LONDON — Global oil markets reacted sharply on Monday after U.S. and Iranian officials announced a preliminary agreement that includes reopening the Strait of Hormuz, a key route for global energy shipments, sending crude prices lower as traders responded to expectations of improved supply flows.
Brent crude and U.S. West Texas Intermediate futures both fell by more than 4% in early trading after the announcement, according to market data cited by Reuters and other financial news outlets. The decline followed statements from U.S. President Donald Trump and Iranian officials indicating that a framework agreement had been reached to halt hostilities and resume maritime traffic through the strategic waterway.
The Strait of Hormuz, located between Oman and Iran, is one of the world's most important oil transit corridors. Disruptions to traffic through the strait during months of conflict contributed to higher energy prices and increased concerns about global supply availability. The latest announcement raised expectations that oil exports from Gulf producers could begin moving more freely once shipping routes are fully restored.

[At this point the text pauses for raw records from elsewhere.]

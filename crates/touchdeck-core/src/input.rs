use crate::Vec2;

#[derive(Clone, Copy, Debug, PartialEq, Eq, Hash, PartialOrd, Ord)]
pub struct PointerId(pub u64);

#[derive(Clone, Copy, Debug, PartialEq, Eq)]
pub enum PointerKind {
    Mouse,
    Touch,
    Pen,
}

/// One pointer sample as fed by the platform layer.
///
/// `pressed` stays `true` for every sample while the pointer is down (moves
/// included) and is `false` exactly once, when it lifts or is cancelled.
#[derive(Clone, Copy, Debug)]
pub struct PointerEvent {
    pub id: PointerId,
    pub kind: PointerKind,
    pub position: Vec2,
    pub pressed: bool,
}

impl PointerEvent {
    pub fn touch(id: u64, position: Vec2, pressed: bool) -> Self {
        Self {
            id: PointerId(id),
            kind: PointerKind::Touch,
            position,
            pressed,
        }
    }
}
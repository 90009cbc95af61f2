use thiserror::Error;
use touchdeck_core::{LayoutError, WidgetKey};

#[derive(Debug, Error, PartialEq, Eq)]
pub enum EditorError {
    #[error("no widget is being dragged")]
    NotDragging,
    #[error("widget {0:?} is already being dragged")]
    AlreadyDragging(WidgetKey),
    #[error(transparent)]
    Layout(#[from] LayoutError),
}
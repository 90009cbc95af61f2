//! Per-widget touch handling for normal widgets: momentary press, toggle, and
//! sliding a finger across swipeable widgets.

use smallvec::SmallVec;
use touchdeck_core::{Layout, NormalWidget, PointerId, WidgetKey};

use crate::PointerHost;

/// A widget currently associated with a pointer.
#[derive(Clone, Copy, Debug, PartialEq, Eq)]
pub struct ActiveWidget {
    pub key: WidgetKey,
    /// Released because the pointer left the widget; waiting for it to come back.
    pub out_of_bounds: bool,
}

pub type ActiveList = SmallVec<[ActiveWidget; 4]>;

/// What a widget did with a press it was offered.
#[derive(Clone, Copy, Debug, PartialEq, Eq)]
pub enum TouchResponse {
    /// Handled; widgets behind it do not see this event.
    Consumed,
    /// Handled, but the widget is penetrable so the event keeps going.
    PassThrough,
    /// Not handled. The pointer becomes move-only.
    Declined,
}

/// One pointer's view of the active-widget bookkeeping during a single event.
pub struct TouchSession<'a> {
    pub pointer: PointerId,
    active: &'a mut ActiveList,
    prior: usize,
}

impl<'a> TouchSession<'a> {
    pub fn new(pointer: PointerId, active: &'a mut ActiveList) -> Self {
        let prior = active.len();
        Self {
            pointer,
            active,
            prior,
        }
    }

    /// Widgets this pointer held before the current event.
    pub fn held(&self) -> &[ActiveWidget] {
        &self.active[..self.prior]
    }

    pub fn is_active(&self, key: WidgetKey) -> bool {
        self.active.iter().any(|a| a.key == key)
    }

    pub fn activate(&mut self, key: WidgetKey) {
        self.active.push(ActiveWidget {
            key,
            out_of_bounds: false,
        });
    }
}

fn normal(layout: &Layout, key: WidgetKey) -> Option<&NormalWidget> {
    layout.widget(key).and_then(|w| w.as_normal())
}

/// Offers a press to a normal widget.
pub fn on_touch(
    layout: &mut Layout,
    key: WidgetKey,
    session: &mut TouchSession<'_>,
    host: &mut dyn PointerHost,
) -> TouchResponse {
    let Some(n) = normal(layout, key) else {
        return TouchResponse::Declined;
    };
    let handled = if n.penetrable {
        TouchResponse::PassThrough
    } else {
        TouchResponse::Consumed
    };

    // continuing gesture on a widget this pointer already owns
    if session.is_active(key) {
        return handled;
    }

    let held = session.held();
    if !held.is_empty() {
        let swipe = n.swipeable
            && held
                .iter()
                .all(|a| normal(layout, a.key).is_some_and(|h| h.swipeable));
        if !swipe {
            return TouchResponse::Declined;
        }
        log::debug!("pointer {:?} swiped onto {:?}", session.pointer, key);
    }

    press(layout, key, session.pointer, host);
    session.activate(key);
    handled
}

fn fire(layout: &Layout, key: WidgetKey, pressed: bool, host: &mut dyn PointerHost) {
    let Some(w) = layout.widget(key) else {
        return;
    };
    if let Some(n) = w.as_normal() {
        for event in &n.click_events {
            host.on_click_event(&w.id, event, pressed);
        }
    }
}

fn press(layout: &mut Layout, key: WidgetKey, pointer: PointerId, host: &mut dyn PointerHost) {
    let toggleable = normal(layout, key).is_some_and(|n| n.toggleable);
    let state = layout.update_runtime(key, |rt| {
        rt.held_by = Some(pointer);
        if toggleable {
            rt.toggled = !rt.toggled;
        }
        if toggleable { rt.toggled } else { true }
    });
    if let Ok(pressed) = state {
        fire(layout, key, pressed, host);
    }
}

/// Releases `key` if `pointer` is the one holding it. Toggle widgets keep
/// their toggle state and fire nothing.
pub fn on_release(
    layout: &mut Layout,
    key: WidgetKey,
    pointer: PointerId,
    host: &mut dyn PointerHost,
) {
    let Some(w) = layout.widget(key) else {
        return;
    };
    if w.runtime.held_by != Some(pointer) {
        return;
    }
    let toggleable = w.as_normal().is_some_and(|n| n.toggleable);
    if layout.update_runtime(key, |rt| rt.held_by = None).is_ok() && !toggleable {
        fire(layout, key, false, host);
    }
}

/// The pointer came back inside a widget it had left: hold it again without
/// flipping toggles.
pub fn on_back_in_bounds(
    layout: &mut Layout,
    key: WidgetKey,
    pointer: PointerId,
    host: &mut dyn PointerHost,
) {
    let Some(w) = layout.widget(key) else {
        return;
    };
    if w.runtime.held_by.is_some() {
        return;
    }
    let toggleable = w.as_normal().is_some_and(|n| n.toggleable);
    if layout.update_runtime(key, |rt| rt.held_by = Some(pointer)).is_ok() && !toggleable {
        fire(layout, key, true, host);
    }
}
// Copyright 2026 The Strandgrid Authors. All rights reserved.
// Use of this source code is governed by the Apache License,
// Version 2.0, that can be found in the LICENSE file.

use lazy_static::lazy_static;
use regex::Regex;
use serde::Deserialize;

use crate::common::{Error, Result, Warning};

lazy_static! {
    /// Tokenizer-artifact markers (BPE space/control glyphs, sentencepiece
    /// underscores) and stray HTML-ish tag fragments.
    static ref TOKEN_ARTIFACTS: Regex = Regex::new("Ġ|ĉ|Ċ|ċ|Ĉ|▁|</?[^>]+(>|$)").unwrap();
}

/// One discrete unit of the input sequence. Immutable once loaded.
#[derive(Clone, Debug, PartialEq)]
pub struct Token {
    pub index: usize,
    pub raw_text: String,
    /// `raw_text` with artifact markers stripped and whitespace trimmed.
    pub display_text: String,
}

impl Token {
    pub fn new(index: usize, raw_text: &str) -> Self {
        let display_text = TOKEN_ARTIFACTS.replace_all(raw_text, "").trim().to_string();
        Token {
            index,
            raw_text: raw_text.to_string(),
            display_text,
        }
    }
}

/// One attention weight: key position, query position, weight in [0, 1].
///
/// Indices are kept signed so out-of-range records survive parsing and can
/// be skipped (with a diagnostic) at strand-build time.
#[derive(Clone, Copy, Debug, PartialEq)]
pub struct Weight {
    pub key: i64,
    pub query: i64,
    pub value: f64,
}

/// One attention head within a layer.
#[derive(Clone, Debug, PartialEq)]
pub struct Head {
    pub index: usize,
    pub weights: Vec<Weight>,
}

/// One depth level of the stack. `index` may exceed the configured model
/// depth (generation steps repeat layers); display depth is `index mod
/// model_depth`.
#[derive(Clone, Debug, PartialEq)]
pub struct Layer {
    pub index: usize,
    pub heads: Vec<Head>,
}

/// The full attention payload for one visualization.
#[derive(Clone, Debug, PartialEq, Default)]
pub struct AttentionData {
    pub tokens: Vec<Token>,
    pub layers: Vec<Layer>,
}

#[derive(Deserialize)]
struct RawPayload {
    tokens: Vec<RawToken>,
    layers: Vec<RawLayer>,
}

#[derive(Deserialize)]
struct RawToken {
    text: String,
}

#[derive(Deserialize)]
struct RawLayer {
    index: usize,
    #[serde(default)]
    heads: Vec<RawHead>,
}

#[derive(Deserialize)]
struct RawHead {
    index: usize,
    // Tuples stay untyped here so one malformed record skips that record,
    // not the whole payload.
    #[serde(default)]
    weights: Vec<serde_json::Value>,
}

fn tuple_number(v: &serde_json::Value) -> Option<f64> {
    v.as_f64().filter(|n| n.is_finite())
}

fn tuple_index(v: &serde_json::Value) -> Option<i64> {
    let n = tuple_number(v)?;
    if n.trunc() == n { Some(n as i64) } else { None }
}

fn parse_weight(
    raw: &serde_json::Value,
    layer: usize,
    head: usize,
    warnings: &mut Vec<Warning>,
) -> Option<Weight> {
    let malformed = |detail: &str, warnings: &mut Vec<Warning>| {
        warnings.push(Warning::MalformedWeight {
            layer,
            head,
            detail: detail.to_string(),
        });
        None
    };

    let arr = match raw.as_array() {
        Some(arr) => arr,
        None => return malformed("not an array", warnings),
    };
    if arr.len() < 3 {
        return malformed("fewer than 3 entries", warnings);
    }

    let key = match tuple_index(&arr[0]) {
        Some(k) => k,
        None => return malformed("key index is not an integer", warnings),
    };
    let query = match tuple_index(&arr[1]) {
        Some(q) => q,
        None => return malformed("query index is not an integer", warnings),
    };
    let value = match tuple_number(&arr[2]) {
        Some(v) => v,
        None => return malformed("weight is not a finite number", warnings),
    };

    Some(Weight { key, query, value })
}

impl AttentionData {
    /// Parse the external loader's JSON payload. Malformed weight tuples
    /// are skipped with a diagnostic; a structurally invalid payload is
    /// the only hard failure.
    pub fn from_json_str(s: &str) -> Result<(AttentionData, Vec<Warning>)> {
        let raw: RawPayload =
            serde_json::from_str(s).map_err(|err| Error::Parse(err.to_string()))?;

        let mut warnings = Vec::new();

        let tokens = raw
            .tokens
            .iter()
            .enumerate()
            .map(|(i, t)| Token::new(i, &t.text))
            .collect();

        let layers = raw
            .layers
            .into_iter()
            .map(|layer| {
                let heads = layer
                    .heads
                    .into_iter()
                    .map(|head| {
                        let weights = head
                            .weights
                            .iter()
                            .filter_map(|w| {
                                parse_weight(w, layer.index, head.index, &mut warnings)
                            })
                            .collect();
                        Head {
                            index: head.index,
                            weights,
                        }
                    })
                    .collect();
                Layer {
                    index: layer.index,
                    heads,
                }
            })
            .collect();

        Ok((AttentionData { tokens, layers }, warnings))
    }

    /// Head count reported by the first layer, if any.
    pub fn head_count(&self) -> Option<usize> {
        self.layers.first().map(|l| l.heads.len())
    }
}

“The Deal with the Islamic Republic of Iran is now complete,” Trump wrote on social media on Sunday, according to Reuters. Iranian officials also confirmed that an agreement had been reached, although details of the arrangement and its implementation remain limited.
Market participants responded by unwinding positions that had reflected concerns about prolonged supply disruptions. By Monday morning, Brent crude was trading near its lowest level since early March, according to Reuters market reports. Analysts cited by financial media said the reopening announcement reduced the immediate risk premium that had been built into oil prices during the conflict.
Despite the market reaction, officials and analysts cautioned that a return to normal shipping conditions may take time. Reuters reported that the proposed agreement calls for the strait to reopen after mine-clearing and other safety measures are completed. Some energy analysts said inventories depleted during the disruption period would also require time to rebuild.
Joachim Nagel, a member of the European Central Bank's Governing Council, said on Monday that lower oil prices alone would not immediately ease broader inflation pressures. “It will take months” for supply conditions to normalize, he said, according to Reuters.
The announcement followed months of disruption that affected global energy markets and prompted governments and industry participants to monitor shipping conditions closely. While the agreement was welcomed by market participants, several provisions remain subject to further negotiations, according to officials involved in the talks.
As of Monday, oil prices remained below last week's levels, while traders continued to assess the timetable for reopening the Strait of Hormuz and the potential impact on global energy supplies. Details of the final agreement remained unclear.